AIM OF STUDY: This study examines the beliefs and attitudes of Singapore doctors, dentists, and nurses concerning HIV/AIDS and persons living with HIV/AIDS (PWAs).
METHOD: A mail survey was done of all doctors and dentists in Singapore as well as a random sample of 1,500 nurses from the Singapore Nursing Board Register.
RESULTS: The results showed that respondents held accurate beliefs concerning transmission of HIV via sex and needle sharing but a significant proportion also expressed belief in transmission via everyday social contact. Respondents were aware of universal precautions when treating persons with HIV/AIDS but tended to be overly cautious in low/no risk situations. A substantial proportion of respondents indicated little or no knowledge or experience with AIDS-related conditions and the majority believed that most health care professionals are unprepared to care for PWAs. Further, there was evidence of substantial stigmatisation and fear of treating PWAs, both of which were significantly and negatively correlated with accuracy of beliefs about HIV transmission and universal precautions.

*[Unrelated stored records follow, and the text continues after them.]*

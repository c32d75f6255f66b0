//! Reference/address bookkeeping for one encode or decode pass.
//!
//! Every reference-kind instance (string, symbol, sequence, record, null
//! ones included) gets the next free address the first time the pass meets
//! it. Addresses are handed out in depth-first, first-encounter order on both
//! sides, so the writer's numbering and the reader's arena line up without
//! any table being transmitted.
//!
//! The write side keys instances by the address of their shared cell and
//! keeps a clone of each one alive, so a cell cannot be freed and its
//! address reused by a different instance while the pass is running.

use crate::{Error, Result, Value};
use std::collections::HashMap;

/// Outcome of offering a value to [`WriteTracker::track`].
#[derive(Clone, Copy, Debug, PartialEq, Eq)]
pub enum Tracked {
    /// First sighting: the value was assigned this address and must be written in full.
    New(u64),
    /// Already written at this address: emit a reference instead.
    Existing(u64),
}

/// Serialize-side identity table.
#[derive(Default)]
pub struct WriteTracker {
    addresses: HashMap<usize, u64>,
    retained: Vec<Value>,
}

impl WriteTracker {
    #[must_use]
    pub fn new() -> Self {
        Self::default()
    }

    /// Looks `value` up by identity, assigning the next address if unseen.
    ///
    /// Returns `None` for value kinds, which are never tracked.
    pub fn track(&mut self, value: &Value) -> Option<Tracked> {
        let identity = value.identity()?;
        if let Some(&address) = self.addresses.get(&identity) {
            return Some(Tracked::Existing(address));
        }
        let address = self.retained.len() as u64;
        self.addresses.insert(identity, address);
        self.retained.push(value.clone());
        Some(Tracked::New(address))
    }

    /// Number of addresses handed out so far.
    #[must_use]
    pub fn len(&self) -> usize {
        self.retained.len()
    }

    #[must_use]
    pub fn is_empty(&self) -> bool {
        self.retained.is_empty()
    }
}

/// Deserialize-side arena: address `n` is the `n`th registered instance.
#[derive(Default)]
pub struct ReadTracker {
    slots: Vec<Value>,
}

impl ReadTracker {
    #[must_use]
    pub fn new() -> Self {
        Self::default()
    }

    /// Stores `value` at the next address and returns that address.
    pub fn register(&mut self, value: Value) -> u64 {
        self.slots.push(value);
        (self.slots.len() - 1) as u64
    }

    /// Returns an alias of the instance registered at `address`.
    ///
    /// # Errors
    ///
    /// [`Error::DanglingReference`] if nothing has been registered there yet.
    pub fn resolve(&self, address: u64, offset: u64) -> Result<Value> {
        usize::try_from(address)
            .ok()
            .and_then(|index| self.slots.get(index))
            .cloned()
            .ok_or(Error::DanglingReference { offset, address })
    }

    #[must_use]
    pub fn len(&self) -> usize {
        self.slots.len()
    }

    #[must_use]
    pub fn is_empty(&self) -> bool {
        self.slots.is_empty()
    }
}

#[cfg(test)]
mod tests {
    use super::*;
    use crate::{SequenceValue, StringValue};

    #[test]
    fn test_write_tracker_assigns_in_order() {
        let mut tracker = WriteTracker::new();
        let a = Value::from("a");
        let b = Value::Sequence(SequenceValue::empty());

        assert_eq!(tracker.track(&a), Some(Tracked::New(0)));
        assert_eq!(tracker.track(&b), Some(Tracked::New(1)));
        assert_eq!(tracker.track(&a.clone()), Some(Tracked::Existing(0)));
        assert_eq!(tracker.len(), 2);
    }

    #[test]
    fn test_equal_content_is_not_identity() {
        let mut tracker = WriteTracker::new();
        assert_eq!(tracker.track(&Value::from("x")), Some(Tracked::New(0)));
        assert_eq!(tracker.track(&Value::from("x")), Some(Tracked::New(1)));
    }

    #[test]
    fn test_value_kinds_are_untracked() {
        let mut tracker = WriteTracker::new();
        assert_eq!(tracker.track(&Value::from(1)), None);
        assert_eq!(tracker.track(&Value::from(vec![1u8])), None);
        assert!(tracker.is_empty());
    }

    #[test]
    fn test_null_reference_kinds_are_tracked() {
        let mut tracker = WriteTracker::new();
        let null = Value::String(StringValue::null());
        assert_eq!(tracker.track(&null), Some(Tracked::New(0)));
        assert_eq!(tracker.track(&null), Some(Tracked::Existing(0)));
    }

    #[test]
    fn test_read_tracker_resolves_aliases() {
        let mut tracker = ReadTracker::new();
        let seq = Value::Sequence(SequenceValue::empty());
        assert_eq!(tracker.register(seq.clone()), 0);
        assert!(tracker.resolve(0, 0).unwrap().ptr_eq(&seq));

        let err = tracker.resolve(1, 7).unwrap_err();
        assert!(matches!(
            err,
            Error::DanglingReference {
                offset: 7,
                address: 1
            }
        ));
    }
}
impl<T> Scalar<T> {
    pub fn of(value: impl Into<T>) -> Self {
        Scalar {
            value: Some(value.into()),
            attributes: AttributeSet::new(),
        }
    }

    #[must_use]
    pub fn null() -> Self {
        Scalar {
            value: None,
            attributes: AttributeSet::new(),
        }
    }

    pub(crate) fn from_parts(value: Option<T>, attributes: AttributeSet) -> Self {
        Scalar { value, attributes }
    }

    #[must_use]
    pub fn with_attributes(mut self, attributes: AttributeSet) -> Self {
        self.attributes = attributes;
        self
    }

    #[must_use]
    pub fn value(&self) -> Option<&T> {
        self.value.as_ref()
    }

    pub fn into_value(self) -> Option<T> {
        self.value
    }

    #[must_use]
    pub fn is_null(&self) -> bool {
        self.value.is_none()
    }

    /// Null with no attributes.
    #[must_use]
    pub fn is_default(&self) -> bool {
        self.value.is_none() && self.attributes.is_empty()
    }

    #[must_use]
    pub fn attributes(&self) -> &AttributeSet {
        &self.attributes
    }

    pub fn attributes_mut(&mut self) -> &mut AttributeSet {
        &mut self.attributes
    }
}

impl<T> Default for Scalar<T> {
    fn default() -> Self {
        Self::null()
    }
}

impl<T: fmt::Debug> fmt::Debug for Scalar<T> {
    fn fmt(&self, f: &mut fmt::Formatter<'_>) -> fmt::Result {
        if !self.attributes.is_empty() {
            write!(f, "[{}] ", self.attributes)?;
        }
        match &self.value {
            Some(value) => value.fmt(f),
            None => f.write_str("null"),
        }
    }
}

/// Any value of the model.
#[derive(Clone, Debug)]
pub enum Value {
    Boolean(BooleanValue),
    Integer(IntegerValue),
    Decimal(DecimalValue),
    Duration(DurationValue),
    Timestamp(TimestampValue),
    String(StringValue),
    Symbol(SymbolValue),
    Blob(BlobValue),
    Sequence(SequenceValue),
    Record(RecordValue),
}

impl Value {
    /// A null value of the given kind.
    ///
    /// # Examples
    ///
    /// ```rust
    /// use binval::{Value, ValueKind};
    ///
    /// let v = Value::null(ValueKind::Record);
    /// assert!(v.is_null());
    /// assert_eq!(v.kind(), ValueKind::Record);
    /// ```
    #[must_use]
    pub fn null(kind: ValueKind) -> Value {
        match kind {
            ValueKind::Boolean => Value::Boolean(Scalar::null()),
            ValueKind::Integer => Value::Integer(Scalar::null()),
            ValueKind::Decimal => Value::Decimal(Scalar::null()),
            ValueKind::Duration => Value::Duration(Scalar::null()),
            ValueKind::Timestamp => Value::Timestamp(Scalar::null()),
            ValueKind::String => Value::String(StringValue::null()),
            ValueKind::Symbol => Value::Symbol(SymbolValue::null()),
            ValueKind::Blob => Value::Blob(Scalar::null()),
            ValueKind::Sequence => Value::Sequence(SequenceValue::null()),
            ValueKind::Record => Value::Record(RecordValue::null()),
        }
    }

    #[must_use]
    pub fn kind(&self) -> ValueKind {
        match self {
            Value::Boolean(_) => ValueKind::Boolean,
            Value::Integer(_) => ValueKind::Integer,
            Value::Decimal(_) => ValueKind::Decimal,
            Value::Duration(_) => ValueKind::Duration,
            Value::Timestamp(_) => ValueKind::Timestamp,
            Value::String(_) => ValueKind::String,
            Value::Symbol(_) => ValueKind::Symbol,
            Value::Blob(_) => ValueKind::Blob,
            Value::Sequence(_) => ValueKind::Sequence,
            Value::Record(_) => ValueKind::Record,
        }
    }

    #[inline]
    #[must_use]
    pub fn is_reference_kind(&self) -> bool {
        self.kind().is_reference_kind()
    }

    #[must_use]
    pub fn is_null(&self) -> bool {
        match self {
            Value::Boolean(v) => v.is_null(),
            Value::Integer(v) => v.is_null(),
            Value::Decimal(v) => v.is_null(),
            Value::Duration(v) => v.is_null(),
            Value::Timestamp(v) => v.is_null(),
            Value::String(v) => v.is_null(),
            Value::Symbol(v) => v.is_null(),
            Value::Blob(v) => v.is_null(),
            Value::Sequence(v) => v.is_null(),
            Value::Record(v) => v.is_null(),
        }
    }

    /// Null with no attributes. A null value may still carry attributes, in
    /// which case it is not the default.
    #[must_use]
    pub fn is_default(&self) -> bool {
        self.is_null() && self.attributes().is_empty()
    }

    /// A copy of the value's attributes.
    #[must_use]
    pub fn attributes(&self) -> AttributeSet {
        match self {
            Value::Boolean(v) => v.attributes().clone(),
            Value::Integer(v) => v.attributes().clone(),
            Value::Decimal(v) => v.attributes().clone(),
            Value::Duration(v) => v.attributes().clone(),
            Value::Timestamp(v) => v.attributes().clone(),
            Value::String(v) => v.attributes().clone(),
            Value::Symbol(v) => v.attributes().clone(),
            Value::Blob(v) => v.attributes().clone(),
            Value::Sequence(v) => v.attributes(),
            Value::Record(v) => v.attributes(),
        }
    }

    /// Replaces the attributes.
    ///
    /// Containers are updated in place, so every alias sees the change;
    /// strings and symbols are immutable and yield a fresh instance.
    #[must_use]
    pub fn with_attributes(self, attributes: AttributeSet) -> Value {
        match self {
            Value::Boolean(v) => Value::Boolean(v.with_attributes(attributes)),
            Value::Integer(v) => Value::Integer(v.with_attributes(attributes)),
            Value::Decimal(v) => Value::Decimal(v.with_attributes(attributes)),
            Value::Duration(v) => Value::Duration(v.with_attributes(attributes)),
            Value::Timestamp(v) => Value::Timestamp(v.with_attributes(attributes)),
            Value::String(v) => Value::String(v.with_attributes(attributes)),
            Value::Symbol(v) => Value::Symbol(v.with_attributes(attributes)),
            Value::Blob(v) => Value::Blob(v.with_attributes(attributes)),
            Value::Sequence(v) => Value::Sequence(v.with_attributes(attributes)),
            Value::Record(v) => Value::Record(v.with_attributes(attributes)),
        }
    }

    /// Returns `true` if both are the same reference-kind instance.
    /// Always `false` for value kinds, which have no identity.
    #[must_use]
    pub fn ptr_eq(&self, other: &Value) -> bool {
        match (self.identity(), other.identity()) {
            (Some(a), Some(b)) => a == b,
            _ => false,
        }
    }

    /// Address of the shared cell behind a reference-kind value.
    pub(crate) fn identity(&self) -> Option<usize> {
        match self {
            Value::String(v) => Some(v.identity()),
            Value::Symbol(v) => Some(v.identity()),
            Value::Sequence(v) => Some(v.identity()),
            Value::Record(v) => Some(v.identity()),
            _ => None,
        }
    }

    /// Structural equality that terminates on cyclic graphs.
    ///
    /// Two containers are equal when their attributes match and their
    /// contents are pairwise equal; a pair of containers met again while it
    /// is already being compared is assumed equal. Record comparison ignores
    /// property order.
    #[must_use]
    pub fn value_equals(&self, other: &Value) -> bool {
        EqualityWalk::default().eq(self, other)
    }

    #[must_use]
    pub fn as_bool(&self) -> Option<bool> {
        match self {
            Value::Boolean(v) => v.value().copied(),
            _ => None,
        }
    }

    #[must_use]
    pub fn as_integer(&self) -> Option<&BigInt> {
        match self {
            Value::Integer(v) => v.value(),
            _ => None,
        }
    }

    /// The integer payload if it fits in an `i64`.
    #[must_use]
    pub fn as_i64(&self) -> Option<i64> {
        self.as_integer().and_then(|i| i64::try_from(i).ok())
    }

    #[must_use]
    pub fn as_decimal(&self) -> Option<&Decimal> {
        match self {
            Value::Decimal(v) => v.value(),
            _ => None,
        }
    }

    #[must_use]
    pub fn as_duration(&self) -> Option<&TimeDelta> {
        match self {
            Value::Duration(v) => v.value(),
            _ => None,
        }
    }

    #[must_use]
    pub fn as_timestamp(&self) -> Option<&DateTime<Utc>> {
        match self {
            Value::Timestamp(v) => v.value(),
            _ => None,
        }
    }

    #[must_use]
    pub fn as_blob(&self) -> Option<&[u8]> {
        match self {
            Value::Blob(v) => v.value().map(Vec::as_slice),
            _ => None,
        }
    }

    #[must_use]
    pub fn as_string(&self) -> Option<&StringValue> {
        match self {
            Value::String(v) => Some(v),
            _ => None,
        }
    }

    #[must_use]
    pub fn as_symbol(&self) -> Option<&SymbolValue> {
        match self {
            Value::Symbol(v) => Some(v),
            _ => None,
        }
    }

    #[must_use]
    pub fn as_sequence(&self) -> Option<&SequenceValue> {
        match self {
            Value::Sequence(v) => Some(v),
            _ => None,
        }
    }

    #[must_use]
    pub fn as_record(&self) -> Option<&RecordValue> {
        match self {
            Value::Record(v) => Some(v),
            _ => None,
        }
    }

    fn describe(&self) -> String {
        if self.is_null() {
            format!("null {}", self.kind())
        } else {
            self.kind().to_string()
        }
    }
}

impl PartialEq for Value {
    fn eq(&self, other: &Self) -> bool {
        self.value_equals(other)
    }
}

#[derive(Default)]
struct EqualityWalk {
    assumed: HashSet<(usize, usize)>,
}

impl EqualityWalk {
    fn eq(&mut self, a: &Value, b: &Value) -> bool {
        match (a, b) {
            (Value::Boolean(x), Value::Boolean(y)) => x == y,
            (Value::Integer(x), Value::Integer(y)) => x == y,
            (Value::Decimal(x), Value::Decimal(y)) => x == y,
            (Value::Duration(x), Value::Duration(y)) => x == y,
            (Value::Timestamp(x), Value::Timestamp(y)) => x == y,
            (Value::Blob(x), Value::Blob(y)) => x == y,
            (Value::String(x), Value::String(y)) => x.content_eq(y),
            (Value::Symbol(x), Value::Symbol(y)) => x.content_eq(y),
            (Value::Sequence(x), Value::Sequence(y)) => {
                if x.ptr_eq(y) || !self.assumed.insert((x.identity(), y.identity())) {
                    return true;
                }
                let (x, y) = (x.cell(), y.cell());
                if x.attributes != y.attributes {
                    return false;
                }
                match (&x.items, &y.items) {
                    (None, None) => true,
                    (Some(xs), Some(ys)) => {
                        xs.len() == ys.len() && xs.iter().zip(ys).all(|(a, b)| self.eq(a, b))
                    }
                    _ => false,
                }
            }
            (Value::Record(x), Value::Record(y)) => {
                if x.ptr_eq(y) || !self.assumed.insert((x.identity(), y.identity())) {
                    return true;
                }
                let (x, y) = (x.cell(), y.cell());
                if x.attributes != y.attributes {
                    return false;
                }
                match (&x.properties, &y.properties) {
                    (None, None) => true,
                    (Some(xs), Some(ys)) => {
                        xs.len() == ys.len()
                            && xs.iter().all(|(name, a)| {
                                ys.get_name(name.as_str()) == Some(name)
                                    && ys.get(name.as_str()).is_some_and(|b| self.eq(a, b))
                            })
                    }
                    _ => false,
                }
            }
            _ => false,
        }
    }
}

thread_local! {
    static SERIALIZE_ACTIVE: RefCell<Vec<usize>> = const { RefCell::new(Vec::new()) };
}
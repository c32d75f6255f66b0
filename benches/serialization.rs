use binval::{from_slice, to_vec, Decimal, RecordValue, SequenceValue, Value};
use criterion::{black_box, criterion_group, criterion_main, BenchmarkId, Criterion};
use num_bigint::BigInt;

fn user(id: u32) -> Value {
    Value::Record(RecordValue::of([
        ("id", Value::from(id)),
        ("name", Value::from(format!("User {}", id))),
        ("email", Value::from(format!("user{}@example.com", id))),
        ("active", Value::from(id % 2 == 0)),
    ]))
}

fn product(i: u32) -> Value {
    Value::Record(RecordValue::of([
        ("sku", Value::from(format!("SKU{}", i))),
        (
            "price",
            Value::from(Decimal::new(BigInt::from(999 + i), -2)),
        ),
        ("quantity", Value::from(i)),
    ]))
}

fn benchmark_serialize_simple(c: &mut Criterion) {
    let value = user(123);

    c.bench_function("serialize_simple_record", |b| {
        b.iter(|| to_vec(black_box(&value)))
    });
}

fn benchmark_deserialize_simple(c: &mut Criterion) {
    let bytes = to_vec(&user(123)).unwrap();

    c.bench_function("deserialize_simple_record", |b| {
        b.iter(|| from_slice(black_box(&bytes)))
    });
}

fn benchmark_serialize_array(c: &mut Criterion) {
    let mut group = c.benchmark_group("serialize_array");

    for size in [10u32, 50, 100, 500].iter() {
        let products = Value::from((0..*size).map(product).collect::<Vec<_>>());

        group.bench_with_input(BenchmarkId::from_parameter(size), size, |b, _| {
            b.iter(|| to_vec(black_box(&products)))
        });
    }
    group.finish();
}

fn benchmark_deserialize_array(c: &mut Criterion) {
    let mut group = c.benchmark_group("deserialize_array");

    for size in [10u32, 50, 100, 500].iter() {
        let products = Value::from((0..*size).map(product).collect::<Vec<_>>());
        let bytes = to_vec(&products).unwrap();

        group.bench_with_input(BenchmarkId::from_parameter(size), size, |b, _| {
            b.iter(|| from_slice(black_box(&bytes)))
        });
    }
    group.finish();
}

fn benchmark_shared_strings(c: &mut Criterion) {
    let mut group = c.benchmark_group("shared_strings");
    let shared = Value::from("a string repeated through the whole sequence");

    for size in [100usize, 1000].iter() {
        let aliased = Value::from(vec![shared.clone(); *size]);
        let distinct = Value::from(
            (0..*size)
                .map(|_| Value::from("a string repeated through the whole sequence"))
                .collect::<Vec<_>>(),
        );

        group.bench_with_input(BenchmarkId::new("aliased", size), size, |b, _| {
            b.iter(|| to_vec(black_box(&aliased)))
        });
        group.bench_with_input(BenchmarkId::new("distinct", size), size, |b, _| {
            b.iter(|| to_vec(black_box(&distinct)))
        });
    }
    group.finish();
}

fn benchmark_big_integers(c: &mut Criterion) {
    let values: Vec<Value> = (0..100u32)
        .map(|i| {
            let magnitude = BigInt::from(u64::MAX).pow(1 + i % 8);
            Value::from(if i % 2 == 0 { magnitude } else { -magnitude })
        })
        .collect();
    let value = Value::from(values);
    let bytes = to_vec(&value).unwrap();

    c.bench_function("serialize_big_integers", |b| {
        b.iter(|| to_vec(black_box(&value)))
    });
    c.bench_function("deserialize_big_integers", |b| {
        b.iter(|| from_slice(black_box(&bytes)))
    });
}

fn benchmark_cyclic_graph(c: &mut Criterion) {
    let nodes: Vec<RecordValue> = (0..100)
        .map(|i| RecordValue::of([("id", Value::from(i))]))
        .collect();
    for (i, node) in nodes.iter().enumerate() {
        let next = &nodes[(i + 1) % nodes.len()];
        node.set("next", Value::Record(next.clone()));
    }
    let root = Value::Record(nodes[0].clone());
    let bytes = to_vec(&root).unwrap();

    c.bench_function("serialize_ring_100", |b| {
        b.iter(|| to_vec(black_box(&root)))
    });
    c.bench_function("deserialize_ring_100", |b| {
        b.iter(|| {
            let back = from_slice(black_box(&bytes)).unwrap();
            // break the decoded ring so each iteration frees its nodes
            if let Some(record) = back.as_record() {
                record.remove("next");
            }
        })
    });

    for node in &nodes {
        node.clear();
    }
}

fn benchmark_roundtrip(c: &mut Criterion) {
    let value = Value::Sequence(SequenceValue::of((0..20).map(user)));

    c.bench_function("roundtrip_users", |b| {
        b.iter(|| {
            let bytes = to_vec(black_box(&value)).unwrap();
            let _back = from_slice(black_box(&bytes)).unwrap();
        })
    });
}

criterion_group!(
    benches,
    benchmark_serialize_simple,
    benchmark_deserialize_simple,
    benchmark_serialize_array,
    benchmark_deserialize_array,
    benchmark_shared_strings,
    benchmark_big_integers,
    benchmark_cyclic_graph,
    benchmark_roundtrip
);
criterion_main!(benches);
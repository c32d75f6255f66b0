//! Shared text values: [`StringValue`] and [`SymbolValue`].
//!
//! Both are reference kinds. Cloning one aliases the same instance, and the
//! encoder writes an aliased instance once and refers back to it afterwards.
//! The text itself is immutable once built.
//!
//! Strings hold UTF-16 code units verbatim, so unpaired surrogates survive a
//! round trip. Symbols are short identifier-like names restricted to one byte
//! per character (U+0000 through U+00FF).

use crate::{AttributeSet, Error, Result};
use std::fmt;
use std::rc::Rc;

#[derive(Debug, PartialEq, Eq)]
struct TextCell<T> {
    text: Option<T>,
    attributes: AttributeSet,
}

/// A shared, possibly null, UTF-16 text buffer.
///
/// # Examples
///
/// ```rust
/// use binval::StringValue;
///
/// let s = StringValue::of("héllo");
/// assert_eq!(s.len(), Some(5));
/// assert_eq!(s.to_string_lossy().as_deref(), Some("héllo"));
///
/// let alias = s.clone();
/// assert!(alias.ptr_eq(&s));
/// ```
#[derive(Clone)]
pub struct StringValue(Rc<TextCell<Box<[u16]>>>);

impl StringValue {
    pub fn of(text: &str) -> Self {
        Self::from_utf16(text.encode_utf16().collect())
    }

    /// Wraps raw code units without validating them.
    pub fn from_utf16(units: Vec<u16>) -> Self {
        Self::build(Some(units.into_boxed_slice()), AttributeSet::new())
    }

    pub fn null() -> Self {
        Self::build(None, AttributeSet::new())
    }

    fn build(text: Option<Box<[u16]>>, attributes: AttributeSet) -> Self {
        StringValue(Rc::new(TextCell { text, attributes }))
    }

    /// Returns a new instance with the same text and the given attributes.
    #[must_use]
    pub fn with_attributes(self, attributes: AttributeSet) -> Self {
        Self::build(self.0.text.clone(), attributes)
    }

    #[must_use]
    pub fn is_null(&self) -> bool {
        self.0.text.is_none()
    }

    #[must_use]
    pub fn units(&self) -> Option<&[u16]> {
        self.0.text.as_deref()
    }

    /// Number of UTF-16 code units.
    #[must_use]
    pub fn len(&self) -> Option<usize> {
        self.units().map(<[u16]>::len)
    }

    #[must_use]
    pub fn is_empty(&self) -> bool {
        self.len() == Some(0)
    }

    /// Decodes the text, replacing unpaired surrogates with U+FFFD.
    #[must_use]
    pub fn to_string_lossy(&self) -> Option<String> {
        self.units().map(String::from_utf16_lossy)
    }

    /// Decodes the text, failing on unpaired surrogates.
    pub fn to_string_checked(&self) -> Result<Option<String>> {
        self.units()
            .map(|units| {
                String::from_utf16(units).map_err(|_| Error::custom("unpaired UTF-16 surrogate"))
            })
            .transpose()
    }

    #[must_use]
    pub fn attributes(&self) -> &AttributeSet {
        &self.0.attributes
    }

    /// Returns `true` if both handles refer to the same instance.
    #[must_use]
    pub fn ptr_eq(&self, other: &Self) -> bool {
        Rc::ptr_eq(&self.0, &other.0)
    }

    pub(crate) fn identity(&self) -> usize {
        Rc::as_ptr(&self.0) as *const () as usize
    }

    pub(crate) fn content_eq(&self, other: &Self) -> bool {
        self.ptr_eq(other) || self.0 == other.0
    }
}

impl fmt::Debug for StringValue {
    fn fmt(&self, f: &mut fmt::Formatter<'_>) -> fmt::Result {
        let mut t = f.debug_tuple("String");
        match self.to_string_lossy() {
            Some(text) => t.field(&text),
            None => t.field(&"null"),
        };
        if !self.attributes().is_empty() {
            t.field(&self.attributes().to_string());
        }
        t.finish()
    }
}

/// A shared, possibly null, single-byte-per-character name.
///
/// # Examples
///
/// ```rust
/// use binval::SymbolValue;
///
/// let sym = SymbolValue::of("color.red").unwrap();
/// assert_eq!(sym.as_str(), Some("color.red"));
///
/// assert!(SymbolValue::of("snow☃").is_err());
/// ```
#[derive(Clone)]
pub struct SymbolValue(Rc<TextCell<Box<str>>>);

impl SymbolValue {
    /// Creates a symbol.
    ///
    /// # Errors
    ///
    /// Returns [`Error::InvalidSymbol`] if any character is above U+00FF.
    pub fn of(text: &str) -> Result<Self> {
        if text.chars().any(|c| u32::from(c) > 0xff) {
            return Err(Error::InvalidSymbol(text.to_string()));
        }
        Ok(Self::build(Some(text.into()), AttributeSet::new()))
    }

    /// Builds a symbol from its one-byte-per-character encoding.
    pub fn from_latin1(bytes: &[u8]) -> Self {
        let text: String = bytes.iter().map(|&b| char::from(b)).collect();
        Self::build(Some(text.into_boxed_str()), AttributeSet::new())
    }

    pub fn null() -> Self {
        Self::build(None, AttributeSet::new())
    }

    fn build(text: Option<Box<str>>, attributes: AttributeSet) -> Self {
        SymbolValue(Rc::new(TextCell { text, attributes }))
    }

    #[must_use]
    pub fn with_attributes(self, attributes: AttributeSet) -> Self {
        Self::build(self.0.text.clone(), attributes)
    }

    #[must_use]
    pub fn is_null(&self) -> bool {
        self.0.text.is_none()
    }

    #[must_use]
    pub fn as_str(&self) -> Option<&str> {
        self.0.text.as_deref()
    }

    /// The one-byte-per-character encoding of the symbol.
    #[must_use]
    pub fn to_latin1(&self) -> Option<Vec<u8>> {
        // every char was checked to be <= U+00FF on construction
        self.as_str()
            .map(|text| text.chars().map(|c| u32::from(c) as u8).collect())
    }

    #[must_use]
    pub fn attributes(&self) -> &AttributeSet {
        &self.0.attributes
    }

    #[must_use]
    pub fn ptr_eq(&self, other: &Self) -> bool {
        Rc::ptr_eq(&self.0, &other.0)
    }

    pub(crate) fn identity(&self) -> usize {
        Rc::as_ptr(&self.0) as *const () as usize
    }

    pub(crate) fn content_eq(&self, other: &Self) -> bool {
        self.ptr_eq(other) || self.0 == other.0
    }
}

impl fmt::Debug for SymbolValue {
    fn fmt(&self, f: &mut fmt::Formatter<'_>) -> fmt::Result {
        let mut t = f.debug_tuple("Symbol");
        match self.as_str() {
            Some(text) => t.field(&text),
            None => t.field(&"null"),
        };
        if !self.attributes().is_empty() {
            t.field(&self.attributes().to_string());
        }
        t.finish()
    }
}

#[cfg(test)]
mod tests {
    use super::*;

    #[test]
    fn test_unpaired_surrogate_is_kept() {
        let s = StringValue::from_utf16(vec![0x0041, 0xd800, 0x0042]);
        assert_eq!(s.units(), Some(&[0x0041, 0xd800, 0x0042][..]));
        assert_eq!(s.to_string_lossy().as_deref(), Some("A\u{fffd}B"));
        assert!(s.to_string_checked().is_err());
    }

    #[test]
    fn test_null_and_empty_differ() {
        let null = StringValue::null();
        let empty = StringValue::of("");
        assert!(null.is_null());
        assert_eq!(null.len(), None);
        assert!(!empty.is_null());
        assert!(empty.is_empty());
        assert!(!null.content_eq(&empty));
    }

    #[test]
    fn test_content_equality_ignores_identity() {
        let a = StringValue::of("same");
        let b = StringValue::of("same");
        assert!(!a.ptr_eq(&b));
        assert!(a.content_eq(&b));

        let annotated =
            b.with_attributes(AttributeSet::from_pairs([("lang", Some("en"))]).unwrap());
        assert!(!a.content_eq(&annotated));
    }

    #[test]
    fn test_symbol_latin1() {
        let sym = SymbolValue::of("caf\u{e9}").unwrap();
        assert_eq!(sym.to_latin1(), Some(vec![b'c', b'a', b'f', 0xe9]));
        let back = SymbolValue::from_latin1(&[b'c', b'a', b'f', 0xe9]);
        assert!(sym.content_eq(&back));

        assert!(matches!(
            SymbolValue::of("\u{100}"),
            Err(Error::InvalidSymbol(_))
        ));
    }
}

CONCLUSION: These results point to important misconceptions about HIV/AIDS held by Singapore health care professionals as well as stigma towards and fear of treating PWAs. These are areas that need to be addressed through better professional education concerning HIV/ AIDS. This education needs to address both the factual misconceptions about HIV/AIDS as well as the stigma associated with this disease and the fears that health care professionals have of treating PWAs.